Dermatophyllum secundiflora is the Plant of the Month!
Dermatophyllum secundiflora, Texas mountain laurel, large-sized shrub
The upright, evergreen grows to heights of eight to fifteen feet and six to ten feet wide with a grayish-black trunk that darkens at the plant matures. It is recognized by its beautiful, fragrant flowers that are dark lavender to purple. The plant produces leaflets that are thick, leathery, rounded, and glossy, dark green. In spring, wisteria-like flower clusters appear and hang down from the branches in a spectacular show lasting for several weeks. After the blooms die, thick, dark seedpods develop and eventually open to contain poisonous, orange seeds. Texas mountain laurel is a slow-growing plant, so it is recommended to purchase and plant a fifteen-gallon plant to enjoy its immediate beauty. The plant is hardy to ten degrees Fahrenheit and likes full sun and reflected heat. It also prefers well-draining, dry, alkaline soil and supplemental irrigation during hot, dry weather.

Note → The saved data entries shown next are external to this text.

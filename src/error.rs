use thiserror::Error;
use uuid::Uuid;

use gateway_client::client::GatewayError;

/// Error taxonomy of the engine. Three families with different blast radius:
/// configuration errors are fatal for the flow/campaign/automation instance
/// they belong to (the worker degrades it and moves on), gateway errors are
/// retried while transient, and concurrency violations mean another worker
/// already owns the contested key so the caller discards its attempt.
#[derive(Debug, Error)]
pub enum EngineError {
    #[error("configuration error: {0}")]
    Configuration(String),
    #[error("template rendering failed: {0}")]
    Template(String),
    #[error("gateway error: {0}")]
    Gateway(#[from] GatewayError),
    #[error("llm error: {0}")]
    Llm(String),
    #[error("concurrency violation: {0}")]
    Concurrency(String),
    #[error("flow {0} not found")]
    FlowNotFound(Uuid),
    #[error("session {0} not found")]
    SessionNotFound(Uuid),
    #[error("campaign {0} not found")]
    CampaignNotFound(Uuid),
    #[error("deal {0} not found")]
    DealNotFound(Uuid),
}

impl EngineError {
    /// Worth retrying with backoff. Everything else is settled.
    pub fn is_transient(&self) -> bool {
        match self {
            EngineError::Gateway(e) => e.is_transient(),
            EngineError::Llm(_) => true,
            _ => false,
        }
    }

    /// Fatal for the owning instance: the caller should degrade it
    /// (transfer to human, mark failed) instead of retrying.
    pub fn is_configuration(&self) -> bool {
        matches!(
            self,
            EngineError::Configuration(_) | EngineError::Template(_)
        )
    }
}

Watch for signs of the larvae of the pyralid moth or Uresiphita reversalis that can infest the plant, mainly feeding on its foliage. In spring, treat it with a systemic insecticide if needed, or hand pick the larvae from the leaves. Use it as a landscape specimen in patios and courtyards, as a screen, as a small patio tree, in groupings, on medians, along roadways, and around pools and areas that get intense, reflected heat. The variety ‘Silver Peso’ has exquisite silvery-gray foliage. This shrub is native to southern New Mexico and south and central Texas, growing below 5,000 feet.